Discuss anything about it, whether it be old trek or the new film, really.

I've always been a big fan of Star Trek, and I went to see the film a couple of weeks ago. I absolutely loved it, while it was very risky to have it set before the original series, it was done very well. While usually Star Trek isn't really as fast paced as that film was, it was still good because you expect films to be like that. I really want to see it again before it stops being shown; I don't really like watching films on DVD or TV.

I do like the idea of the film creating an alternate timeline, especially since it opens up a world of future possibilities, I dislike it how a whole lot of things that happened in the original timeline won't happen - the first episode for example. With Pike not being captain, that won't be able to happen any more. I know it's alternate, so those things still do happen, and they happened in old Spock's experience, unless anything else happens in the original timeline, it makes me feel like it was all for nothing.


----------



## foreign contaminant (May 26, 2009)

i thought the movie was okay. most of my star trek knowledge - which has since disintegrated into nothing - pertained to the next generation. i didn't actually watch an episode of the original series before seeing this movie; maybe because of that, i didn't really enjoy the movie as much.

i attribute a lot of my lukewarm reception to circumstances that day. i took a mentally-taxing test that day, my brother and dad were downright fanatical, and i was dragged along against my will.


----------



## Alexi (May 26, 2009)

It was alright. I like how they kept the shuttles boxy and the Enterprise was damn sexy. But.

One: Let's move away from ToS and TNG and make some DS9 movies

Two: That was just uncool to lose Archer's dog in subspace, Scotty. D:<


----------



## Slartibartfast (May 26, 2009)

Okay, I have to admit that this was only the second Star Trek film (or episode) I've ever seen. In other words, I knew almost nothing of the originals. And...I loved it. I thought that (SPOILER) the alternate timeline was a masterstroke, as they can now do anything they want without Trekkies getting ticked off. And I found out that my next-door neighbor has EVERY SINGLE EPISODE OF STAR TREK (all 600+) and he's willing to let me borrow them. :D New trekkie coming up fast.


----------



## Minnow (May 27, 2009)

I likez it. I'd seen a few episodes before and one movie, but the movie kind of spurred me on, so I'm planning to try to watch some now. To anyone who knows, what series should I watch first?
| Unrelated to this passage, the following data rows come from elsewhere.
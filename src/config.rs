//! Configuration management for geowarp

use anyhow::{Context, Result};
use serde::{Deserialize, Serialize};
use std::path::Path;

use crate::gcp::{GroundControlPoint, PixelPoint};
use crate::genetic::GeneticConfig;
use crate::polynomial::Order;
use crate::solve::SolveMethod;

/// Least-squares fitting options
#[derive(Debug, Clone, Serialize, Deserialize, PartialEq)]
#[serde(default)]
pub struct FitConfig {
    /// Highest order to try; lowered automatically when the points don't support it
    pub order: Order,
    pub method: SolveMethod,
    /// Run the genetic search when no least-squares fit succeeds
    pub genetic_fallback: bool,
}

impl Default for FitConfig {
    fn default() -> Self {
        Self {
            order: Order::MAX,
            method: SolveMethod::default(),
            genetic_fallback: true,
        }
    }
}

/// Main configuration structure
#[derive(Debug, Clone, Serialize, Deserialize, Default, PartialEq)]
pub struct Config {
    #[serde(default)]
    pub fit: FitConfig,

    #[serde(default)]
    pub genetic: GeneticConfig,

    /// Ground control points
    #[serde(default)]
    pub gcps: Vec<GroundControlPoint>,

    /// Pixel positions to report geographic coordinates for
    #[serde(default)]
    pub probes: Vec<PixelPoint>,
}

impl Config {
    /// Load configuration from a file, or create default if it doesn't exist
    pub fn load_or_create(path: &Path) -> Result<Self> {
        if path.exists() {
            let content = std::fs::read_to_string(path)
                .with_context(|| format!("Failed to read config from {:?}", path))?;
            let config: Config = toml::from_str(&content)
                .with_context(|| format!("Failed to parse config from {:?}", path))?;
            config
                .genetic
                .validate()
                .with_context(|| format!("Invalid [genetic] section in {:?}", path))?;
            tracing::info!("Loaded configuration from {:?}", path);
            Ok(config)
        } else {
            let config = Config::default();
            config.save(path)?;
            tracing::info!("Created default configuration at {:?}", path);
            Ok(config)
        }
    }

    /// Save configuration to a file
    pub fn save(&self, path: &Path) -> Result<()> {
        let content = toml::to_string_pretty(self)
            .context("Failed to serialize configuration")?;

        // Ensure parent directory exists
        if let Some(parent) = path.parent() {
            std::fs::create_dir_all(parent)
                .with_context(|| format!("Failed to create config directory {:?}", parent))?;
        }

        std::fs::write(path, content)
            .with_context(|| format!("Failed to write config to {:?}", path))?;

        tracing::info!("Saved configuration to {:?}", path);
        Ok(())
    }
}

#[cfg(test)]
mod tests {
    use super::*;

    #[test]
    fn test_default_config() {
        let config = Config::default();
        assert_eq!(config.fit.order, Order::MAX);
        assert_eq!(config.fit.method, SolveMethod::Svd);
        assert!(config.gcps.is_empty());
        assert_eq!(config.genetic.mutation_probability, 0.8);
    }

    #[test]
    fn test_parse_partial_file() {
        let text = r#"
            [fit]
            order = 2
            method = "normal-equations"

            [genetic]
            population = 50
            seed = 7

            [[gcps]]
            pixel_x = 0.0
            pixel_y = 0.0
            lon = 10.0
            lat = 50.0

            [[gcps]]
            pixel_x = 100.0
            pixel_y = 0.0
            lon = 10.1
            lat = 50.0

            [[probes]]
            x = 50.0
            y = 25.0
        "#;
        let config: Config = toml::from_str(text).unwrap();

        assert_eq!(config.fit.order.get(), 2);
        assert_eq!(config.fit.method, SolveMethod::NormalEquations);
        assert!(config.fit.genetic_fallback);
        assert_eq!(config.genetic.population, 50);
        assert_eq!(config.genetic.seed, Some(7));
        assert_eq!(config.genetic.max_generations, GeneticConfig::default().max_generations);
        assert_eq!(config.gcps.len(), 2);
        assert_eq!(config.gcps[1].lon, 10.1);
        assert_eq!(config.probes, vec![PixelPoint::new(50.0, 25.0)]);
    }

    #[test]
    fn test_invalid_order_rejected() {
        assert!(toml::from_str::<Config>("[fit]\norder = 9\n").is_err());
        assert!(toml::from_str::<Config>("[fit]\nmethod = \"lu\"\n").is_err());
    }

    #[test]
    fn test_save_and_reload() {
        let dir = std::env::temp_dir().join(format!("geowarp-config-{}", std::process::id()));
        let path = dir.join("nested").join("geowarp.toml");

        let mut config = Config::default();
        config.fit.method = SolveMethod::Qr;
        config.gcps.push(GroundControlPoint::new(1.0, 2.0, 3.5, -4.25));
        config.save(&path).unwrap();

        let loaded = Config::load_or_create(&path).unwrap();
        assert_eq!(loaded, config);

        std::fs::remove_dir_all(&dir).unwrap();
    }

    #[test]
    fn test_missing_file_created() {
        let dir = std::env::temp_dir().join(format!("geowarp-default-{}", std::process::id()));
        let path = dir.join("geowarp.toml");

        let config = Config::load_or_create(&path).unwrap();
        assert_eq!(config, Config::default());
        assert!(path.exists());

        std::fs::remove_dir_all(&dir).unwrap();
    }

    #[test]
    fn test_invalid_genetic_section_rejected() {
        let dir = std::env::temp_dir().join(format!("geowarp-genetic-{}", std::process::id()));
        std::fs::create_dir_all(&dir).unwrap();
        let path = dir.join("geowarp.toml");
        std::fs::write(&path, "[genetic]\nmutation_probability = 1.5\n").unwrap();

        let err = Config::load_or_create(&path).unwrap_err();
        assert!(format!("{:#}", err).contains("mutation_probability"));

        std::fs::remove_dir_all(&dir).unwrap();
    }
}
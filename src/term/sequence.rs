use std::rc::Rc;

use crate::error::SequenceError;
use crate::rng::ChoiceRng;

use super::Term;

/// An ordered, flat collection of terms.
///
/// Construction flattens nested sequences (and spread markers) one level,
/// so a `Sequence` never holds another sequence as a direct element.
/// The backing slice is shared, so cloning is cheap.
#[derive(Debug, Clone, PartialEq, Eq, Hash, PartialOrd, Ord)]
pub struct Sequence(Rc<[Term]>);

impl Default for Sequence {
    fn default() -> Self {
        Self::empty()
    }
}

impl Sequence {
    pub fn new(terms: impl IntoIterator<Item = Term>) -> Self {
        let mut flat = Vec::new();
        for term in terms {
            match term {
                Term::Seq(inner) | Term::Spread(inner) => flat.extend(inner.iter().cloned()),
                other => flat.push(other),
            }
        }
        Self(flat.into())
    }

    pub fn empty() -> Self {
        Self(Rc::from(Vec::new()))
    }

    pub fn len(&self) -> usize {
        self.0.len()
    }

    pub fn is_empty(&self) -> bool {
        self.0.is_empty()
    }

    pub fn iter(&self) -> std::slice::Iter<'_, Term> {
        self.0.iter()
    }

    pub fn as_slice(&self) -> &[Term] {
        &self.0
    }

    /// Element at `index`, or the empty sequence when out of range.
    pub fn get(&self, index: usize) -> Term {
        self.0.get(index).cloned().unwrap_or_else(Term::empty)
    }

    pub fn head(&self) -> Term {
        self.get(0)
    }

    pub fn second(&self) -> Term {
        self.get(1)
    }

    pub fn third(&self) -> Term {
        self.get(2)
    }

    pub fn fourth(&self) -> Term {
        self.get(3)
    }

    pub fn last(&self) -> Option<&Term> {
        self.0.last()
    }

    /// Everything but the first element; empty stays empty.
    pub fn tail(&self) -> Sequence {
        match self.0.split_first() {
            Some((_, rest)) => Self(rest.into()),
            None => Self::empty(),
        }
    }

    /// Everything but the last element; empty stays empty.
    pub fn init(&self) -> Sequence {
        match self.0.split_last() {
            Some((_, rest)) => Self(rest.into()),
            None => Self::empty(),
        }
    }

    /// The elements `[start, len - end_offset)`.
    ///
    /// Bounds are never clamped: an offset past the end or a start past the
    /// computed end is rejected.
    pub fn slice_from(&self, start: usize, end_offset: usize) -> Result<Sequence, SequenceError> {
        let len = self.len();
        let invalid = SequenceError::InvalidSlice {
            start,
            end_offset,
            len,
        };
        let end = len.checked_sub(end_offset).ok_or(invalid.clone())?;
        if start > end {
            return Err(invalid);
        }
        Ok(Self(self.0[start..end].into()))
    }

    /// Split off the first element, yielding `null-value` when empty.
    pub fn pop_first(&self) -> (Term, Sequence) {
        match self.0.split_first() {
            Some((first, rest)) => (first.clone(), Self(rest.into())),
            None => (Term::Null, Self::empty()),
        }
    }

    /// A uniformly chosen element. Callers guard against the empty case.
    pub fn random(&self, rng: &mut ChoiceRng) -> Option<&Term> {
        if self.is_empty() {
            return None;
        }
        self.0.get(rng.next_index(self.len()))
    }

    pub fn append(&self, other: &Sequence) -> Sequence {
        Self(self.0.iter().chain(other.0.iter()).cloned().collect())
    }

    /// Replace the element at `index`, splicing the replacement if it is a
    /// sequence itself.
    pub fn replace(&self, index: usize, term: Term) -> Sequence {
        let mut term = Some(term);
        Sequence::new(self.0.iter().enumerate().map(|(i, existing)| {
            if i == index {
                term.take().unwrap_or_else(Term::empty)
            } else {
                existing.clone()
            }
        }))
    }

    pub fn reversed(&self) -> Sequence {
        Self(self.0.iter().rev().cloned().collect())
    }
}

impl FromIterator<Term> for Sequence {
    fn from_iter<I: IntoIterator<Item = Term>>(iter: I) -> Self {
        Sequence::new(iter)
    }
}

impl<'a> IntoIterator for &'a Sequence {
    type Item = &'a Term;
    type IntoIter = std::slice::Iter<'a, Term>;

    fn into_iter(self) -> Self::IntoIter {
        self.iter()
    }
}
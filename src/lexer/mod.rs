use lachs::Span;

#[lachs::token]
pub enum Token {
    #[literal("[a-zA-Z][a-zA-Z0-9-]*")]
    Ident,
    #[literal("-?[0-9]+")]
    Integer,
    #[literal(r#""([^"\\]|\\.)*""#)]
    StringLiteral,
    #[literal(r"'([^'\\]|\\.)'")]
    CharLiteral,
    #[terminal("|->")]
    MapsTo,
    #[terminal("|")]
    Bar,
    #[terminal("&")]
    Ampersand,
    #[terminal("~")]
    Tilde,
    #[terminal(",")]
    Comma,
    #[terminal("(")]
    LParen,
    #[terminal(")")]
    RParen,
    #[terminal("[")]
    LBracket,
    #[terminal("]")]
    RBracket,
    #[terminal("{")]
    LBrace,
    #[terminal("}")]
    RBrace,
}

impl Token {
    pub fn pos(&self) -> Span {
        match self {
            Token::Ident(inner) => inner.position.clone(),
            Token::Integer(inner) => inner.position.clone(),
            Token::StringLiteral(inner) => inner.position.clone(),
            Token::CharLiteral(inner) => inner.position.clone(),
            Token::MapsTo(inner) => inner.position.clone(),
            Token::Bar(inner) => inner.position.clone(),
            Token::Ampersand(inner) => inner.position.clone(),
            Token::Tilde(inner) => inner.position.clone(),
            Token::Comma(inner) => inner.position.clone(),
            Token::LParen(inner) => inner.position.clone(),
            Token::RParen(inner) => inner.position.clone(),
            Token::LBracket(inner) => inner.position.clone(),
            Token::RBracket(inner) => inner.position.clone(),
            Token::LBrace(inner) => inner.position.clone(),
            Token::RBrace(inner) => inner.position.clone(),
        }
    }

    /// Returns a human-readable description of the token
    pub fn describe(&self) -> String {
        match self {
            Token::Ident(inner) => format!("identifier '{}'", inner.value),
            Token::Integer(inner) => format!("integer '{}'", inner.value),
            Token::StringLiteral(inner) => format!("string {}", inner.value),
            Token::CharLiteral(inner) => format!("character {}", inner.value),
            Token::MapsTo(_) => "'|->'".to_string(),
            Token::Bar(_) => "'|'".to_string(),
            Token::Ampersand(_) => "'&'".to_string(),
            Token::Tilde(_) => "'~'".to_string(),
            Token::Comma(_) => "','".to_string(),
            Token::LParen(_) => "'('".to_string(),
            Token::RParen(_) => "')'".to_string(),
            Token::LBracket(_) => "'['".to_string(),
            Token::RBracket(_) => "']'".to_string(),
            Token::LBrace(_) => "'{'".to_string(),
            Token::RBrace(_) => "'}'".to_string(),
        }
    }
}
It was kind of unsettling, though, that Spock and Kirk were all like:

"I am emotionless, as is logical."
"Haha, Vulcan's gone."
"WHAT'D YOU SAY ABOUT MY MOTHER?!" *attacks*

Chekov's awesome.


----------



## Alexi (May 27, 2009)

Emotional!Spock bothered me.

Watch in order, Minnow: Original Series, TNG, DS9, Voyager and Enterprise. And watch the movies. Yes, all of them. 

Get crackin'


----------